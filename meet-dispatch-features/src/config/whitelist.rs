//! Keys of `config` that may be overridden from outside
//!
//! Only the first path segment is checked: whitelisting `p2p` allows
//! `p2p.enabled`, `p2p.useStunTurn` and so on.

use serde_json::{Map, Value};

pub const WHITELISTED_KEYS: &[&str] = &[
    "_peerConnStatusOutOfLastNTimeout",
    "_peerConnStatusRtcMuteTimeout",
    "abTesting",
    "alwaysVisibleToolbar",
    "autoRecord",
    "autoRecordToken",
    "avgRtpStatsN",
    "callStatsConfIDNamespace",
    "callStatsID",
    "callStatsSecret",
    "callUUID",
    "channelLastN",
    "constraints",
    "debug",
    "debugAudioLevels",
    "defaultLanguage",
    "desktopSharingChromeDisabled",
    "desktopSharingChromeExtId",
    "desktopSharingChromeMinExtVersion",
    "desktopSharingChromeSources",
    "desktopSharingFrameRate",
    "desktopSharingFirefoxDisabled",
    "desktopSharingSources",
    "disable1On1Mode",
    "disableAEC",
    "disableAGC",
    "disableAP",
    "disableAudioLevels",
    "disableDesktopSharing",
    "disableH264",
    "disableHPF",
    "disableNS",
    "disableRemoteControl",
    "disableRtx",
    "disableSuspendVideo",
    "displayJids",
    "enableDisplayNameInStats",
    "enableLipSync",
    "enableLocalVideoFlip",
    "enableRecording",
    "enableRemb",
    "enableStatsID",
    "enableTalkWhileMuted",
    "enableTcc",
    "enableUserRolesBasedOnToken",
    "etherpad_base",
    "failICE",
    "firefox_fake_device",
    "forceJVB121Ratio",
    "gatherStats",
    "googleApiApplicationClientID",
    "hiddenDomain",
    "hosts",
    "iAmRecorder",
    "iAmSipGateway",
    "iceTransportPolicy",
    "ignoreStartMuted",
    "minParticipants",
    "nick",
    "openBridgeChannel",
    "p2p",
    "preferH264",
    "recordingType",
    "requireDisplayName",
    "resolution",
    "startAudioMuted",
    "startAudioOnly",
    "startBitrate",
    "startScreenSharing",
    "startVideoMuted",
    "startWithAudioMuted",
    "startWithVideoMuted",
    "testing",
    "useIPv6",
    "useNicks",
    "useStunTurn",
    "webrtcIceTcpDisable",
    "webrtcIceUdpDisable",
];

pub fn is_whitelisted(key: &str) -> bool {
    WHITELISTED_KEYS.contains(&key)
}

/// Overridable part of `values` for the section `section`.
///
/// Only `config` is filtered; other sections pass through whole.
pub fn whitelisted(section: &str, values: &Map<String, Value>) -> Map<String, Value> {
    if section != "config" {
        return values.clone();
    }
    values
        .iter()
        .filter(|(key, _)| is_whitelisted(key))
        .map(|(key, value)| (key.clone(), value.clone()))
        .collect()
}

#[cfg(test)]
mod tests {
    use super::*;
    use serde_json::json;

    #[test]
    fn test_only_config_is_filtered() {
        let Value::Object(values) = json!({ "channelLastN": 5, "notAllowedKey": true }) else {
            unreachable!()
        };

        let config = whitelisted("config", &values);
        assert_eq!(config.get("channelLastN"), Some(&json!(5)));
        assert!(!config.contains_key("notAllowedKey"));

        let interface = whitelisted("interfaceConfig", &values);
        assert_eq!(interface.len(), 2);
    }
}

* * *

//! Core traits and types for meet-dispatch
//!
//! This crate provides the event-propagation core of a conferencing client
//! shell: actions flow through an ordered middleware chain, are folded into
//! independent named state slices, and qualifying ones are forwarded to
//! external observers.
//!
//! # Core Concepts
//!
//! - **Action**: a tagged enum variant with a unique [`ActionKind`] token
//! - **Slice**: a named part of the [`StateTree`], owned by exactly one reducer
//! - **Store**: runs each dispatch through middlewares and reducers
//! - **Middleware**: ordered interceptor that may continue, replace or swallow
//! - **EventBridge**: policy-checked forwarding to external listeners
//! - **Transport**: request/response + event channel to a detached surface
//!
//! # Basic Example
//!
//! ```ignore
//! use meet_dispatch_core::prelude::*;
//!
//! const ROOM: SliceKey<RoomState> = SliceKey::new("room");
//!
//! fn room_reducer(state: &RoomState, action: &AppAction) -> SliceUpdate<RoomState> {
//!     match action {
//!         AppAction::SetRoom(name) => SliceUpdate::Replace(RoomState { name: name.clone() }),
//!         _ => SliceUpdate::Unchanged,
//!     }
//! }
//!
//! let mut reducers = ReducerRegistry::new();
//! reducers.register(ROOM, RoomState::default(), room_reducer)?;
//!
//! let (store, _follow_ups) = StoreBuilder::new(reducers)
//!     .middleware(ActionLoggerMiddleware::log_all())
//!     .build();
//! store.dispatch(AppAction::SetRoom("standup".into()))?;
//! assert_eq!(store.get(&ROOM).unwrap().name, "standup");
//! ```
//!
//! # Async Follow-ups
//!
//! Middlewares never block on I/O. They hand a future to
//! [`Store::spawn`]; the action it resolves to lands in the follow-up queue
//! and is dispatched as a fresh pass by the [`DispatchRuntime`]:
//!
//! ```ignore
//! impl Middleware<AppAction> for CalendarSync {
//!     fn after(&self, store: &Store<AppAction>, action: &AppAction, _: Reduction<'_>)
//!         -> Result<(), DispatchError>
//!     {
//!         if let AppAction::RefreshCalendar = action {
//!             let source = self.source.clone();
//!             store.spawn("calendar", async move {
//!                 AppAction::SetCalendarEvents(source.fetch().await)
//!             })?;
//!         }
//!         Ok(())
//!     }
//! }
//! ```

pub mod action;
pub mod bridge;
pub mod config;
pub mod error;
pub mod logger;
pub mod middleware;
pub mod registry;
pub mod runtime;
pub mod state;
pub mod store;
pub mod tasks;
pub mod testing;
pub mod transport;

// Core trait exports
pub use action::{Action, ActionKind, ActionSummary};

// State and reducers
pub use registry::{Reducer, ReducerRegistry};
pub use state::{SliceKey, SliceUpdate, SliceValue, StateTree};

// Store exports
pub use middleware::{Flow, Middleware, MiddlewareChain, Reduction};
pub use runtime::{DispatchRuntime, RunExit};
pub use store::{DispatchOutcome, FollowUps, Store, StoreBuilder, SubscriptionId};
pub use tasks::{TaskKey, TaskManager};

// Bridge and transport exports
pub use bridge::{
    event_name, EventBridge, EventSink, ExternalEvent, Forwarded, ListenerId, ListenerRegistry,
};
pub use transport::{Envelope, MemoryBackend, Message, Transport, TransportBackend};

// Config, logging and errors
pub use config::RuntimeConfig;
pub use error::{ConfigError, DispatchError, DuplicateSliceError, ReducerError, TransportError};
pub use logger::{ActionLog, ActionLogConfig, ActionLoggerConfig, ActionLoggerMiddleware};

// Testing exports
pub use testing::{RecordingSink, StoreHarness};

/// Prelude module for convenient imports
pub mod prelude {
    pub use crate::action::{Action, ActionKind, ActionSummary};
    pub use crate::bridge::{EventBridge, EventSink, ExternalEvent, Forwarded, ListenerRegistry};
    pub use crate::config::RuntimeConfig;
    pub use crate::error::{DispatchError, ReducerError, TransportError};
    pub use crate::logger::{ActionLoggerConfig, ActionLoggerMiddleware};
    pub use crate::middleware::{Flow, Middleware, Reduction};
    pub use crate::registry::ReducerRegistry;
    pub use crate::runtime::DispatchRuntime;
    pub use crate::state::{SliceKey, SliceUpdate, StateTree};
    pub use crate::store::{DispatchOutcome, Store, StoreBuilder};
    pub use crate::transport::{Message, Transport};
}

==

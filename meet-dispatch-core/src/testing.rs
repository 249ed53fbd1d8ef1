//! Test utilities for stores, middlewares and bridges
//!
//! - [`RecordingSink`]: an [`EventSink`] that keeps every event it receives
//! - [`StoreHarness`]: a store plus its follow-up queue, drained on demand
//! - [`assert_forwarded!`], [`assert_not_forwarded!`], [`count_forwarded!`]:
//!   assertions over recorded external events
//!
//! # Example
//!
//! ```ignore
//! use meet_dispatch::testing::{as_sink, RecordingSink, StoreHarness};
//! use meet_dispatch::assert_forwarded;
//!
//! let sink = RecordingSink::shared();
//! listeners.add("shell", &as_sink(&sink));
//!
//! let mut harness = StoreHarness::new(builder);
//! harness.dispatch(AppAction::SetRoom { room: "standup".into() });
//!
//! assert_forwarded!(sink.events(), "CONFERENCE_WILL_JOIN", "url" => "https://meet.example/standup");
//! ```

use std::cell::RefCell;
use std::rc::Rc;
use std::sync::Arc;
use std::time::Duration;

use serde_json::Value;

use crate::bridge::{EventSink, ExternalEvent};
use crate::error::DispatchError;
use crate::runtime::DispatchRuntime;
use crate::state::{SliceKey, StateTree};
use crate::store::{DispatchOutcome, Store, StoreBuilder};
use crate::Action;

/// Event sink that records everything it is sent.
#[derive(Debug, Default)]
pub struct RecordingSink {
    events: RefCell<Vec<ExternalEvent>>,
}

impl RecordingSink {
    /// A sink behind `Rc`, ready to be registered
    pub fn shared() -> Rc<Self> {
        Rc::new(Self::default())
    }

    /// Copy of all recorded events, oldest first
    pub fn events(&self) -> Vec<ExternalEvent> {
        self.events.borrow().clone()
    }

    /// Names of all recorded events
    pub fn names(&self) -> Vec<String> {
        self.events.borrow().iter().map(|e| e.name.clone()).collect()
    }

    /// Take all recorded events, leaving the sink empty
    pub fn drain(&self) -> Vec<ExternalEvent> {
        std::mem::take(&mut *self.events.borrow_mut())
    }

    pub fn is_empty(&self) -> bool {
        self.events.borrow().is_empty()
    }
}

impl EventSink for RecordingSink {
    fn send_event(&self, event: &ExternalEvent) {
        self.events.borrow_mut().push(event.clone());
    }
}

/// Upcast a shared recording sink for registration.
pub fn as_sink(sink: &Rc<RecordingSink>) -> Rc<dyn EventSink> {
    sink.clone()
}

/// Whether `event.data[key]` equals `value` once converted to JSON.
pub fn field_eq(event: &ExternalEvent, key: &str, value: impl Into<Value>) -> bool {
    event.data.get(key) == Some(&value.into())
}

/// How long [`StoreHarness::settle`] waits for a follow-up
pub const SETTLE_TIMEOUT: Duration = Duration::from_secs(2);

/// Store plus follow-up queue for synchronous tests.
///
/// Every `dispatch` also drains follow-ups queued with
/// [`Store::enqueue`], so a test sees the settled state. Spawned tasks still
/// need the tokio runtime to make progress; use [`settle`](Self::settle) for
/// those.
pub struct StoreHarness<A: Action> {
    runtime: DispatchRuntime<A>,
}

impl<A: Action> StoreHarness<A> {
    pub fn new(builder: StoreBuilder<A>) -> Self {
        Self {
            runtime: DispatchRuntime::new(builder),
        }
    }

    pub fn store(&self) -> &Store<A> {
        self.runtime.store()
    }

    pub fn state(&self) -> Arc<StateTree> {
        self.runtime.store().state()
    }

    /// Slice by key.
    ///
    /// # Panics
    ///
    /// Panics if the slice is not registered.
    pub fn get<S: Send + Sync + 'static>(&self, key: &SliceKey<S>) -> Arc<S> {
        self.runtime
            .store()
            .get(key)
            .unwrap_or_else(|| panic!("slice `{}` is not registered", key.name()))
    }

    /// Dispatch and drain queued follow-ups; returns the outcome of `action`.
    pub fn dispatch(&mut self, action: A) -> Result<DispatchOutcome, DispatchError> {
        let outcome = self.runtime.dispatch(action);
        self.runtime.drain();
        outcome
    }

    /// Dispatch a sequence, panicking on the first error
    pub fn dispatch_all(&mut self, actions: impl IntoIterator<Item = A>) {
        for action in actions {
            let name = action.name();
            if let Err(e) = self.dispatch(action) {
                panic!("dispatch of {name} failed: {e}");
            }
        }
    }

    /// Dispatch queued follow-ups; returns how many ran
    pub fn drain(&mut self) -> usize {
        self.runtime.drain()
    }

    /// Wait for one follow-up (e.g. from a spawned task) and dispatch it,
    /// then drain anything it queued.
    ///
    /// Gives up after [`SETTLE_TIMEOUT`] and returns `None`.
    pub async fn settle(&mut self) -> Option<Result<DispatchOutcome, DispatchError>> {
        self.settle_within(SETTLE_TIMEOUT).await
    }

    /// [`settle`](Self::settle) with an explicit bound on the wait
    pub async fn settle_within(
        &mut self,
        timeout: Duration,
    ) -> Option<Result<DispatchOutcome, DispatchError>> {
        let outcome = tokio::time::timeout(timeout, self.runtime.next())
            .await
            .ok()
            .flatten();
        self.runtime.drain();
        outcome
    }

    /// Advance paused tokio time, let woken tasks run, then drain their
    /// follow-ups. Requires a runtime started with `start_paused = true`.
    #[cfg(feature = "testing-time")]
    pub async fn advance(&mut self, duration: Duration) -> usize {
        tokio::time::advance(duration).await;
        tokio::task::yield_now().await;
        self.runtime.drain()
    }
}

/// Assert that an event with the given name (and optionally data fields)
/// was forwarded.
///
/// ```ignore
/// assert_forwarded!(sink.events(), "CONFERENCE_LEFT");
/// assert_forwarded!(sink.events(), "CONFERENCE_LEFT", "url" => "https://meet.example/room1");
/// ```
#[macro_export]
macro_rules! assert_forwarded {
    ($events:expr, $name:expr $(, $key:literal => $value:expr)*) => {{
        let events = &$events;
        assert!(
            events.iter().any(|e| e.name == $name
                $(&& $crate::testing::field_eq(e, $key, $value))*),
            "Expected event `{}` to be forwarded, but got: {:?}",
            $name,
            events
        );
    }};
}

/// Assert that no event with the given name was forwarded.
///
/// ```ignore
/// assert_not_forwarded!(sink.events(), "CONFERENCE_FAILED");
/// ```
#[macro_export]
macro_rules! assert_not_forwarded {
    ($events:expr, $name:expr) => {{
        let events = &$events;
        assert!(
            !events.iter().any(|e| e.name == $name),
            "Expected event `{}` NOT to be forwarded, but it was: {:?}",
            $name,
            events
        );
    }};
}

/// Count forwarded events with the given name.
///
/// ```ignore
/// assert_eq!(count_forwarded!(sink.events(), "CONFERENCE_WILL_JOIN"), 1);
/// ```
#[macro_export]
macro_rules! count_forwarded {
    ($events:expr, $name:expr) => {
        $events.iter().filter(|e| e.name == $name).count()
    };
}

## Directions
The answer must be every line from the records above that contains the word "impl", copied in full.

## Result
//! impl Middleware<AppAction> for CalendarSync {
impl RecordingSink {
impl EventSink for RecordingSink {
pub fn field_eq(event: &ExternalEvent, key: &str, value: impl Into<Value>) -> bool {
impl<A: Action> StoreHarness<A> {
    pub fn dispatch_all(&mut self, actions: impl IntoIterator<Item = A>) {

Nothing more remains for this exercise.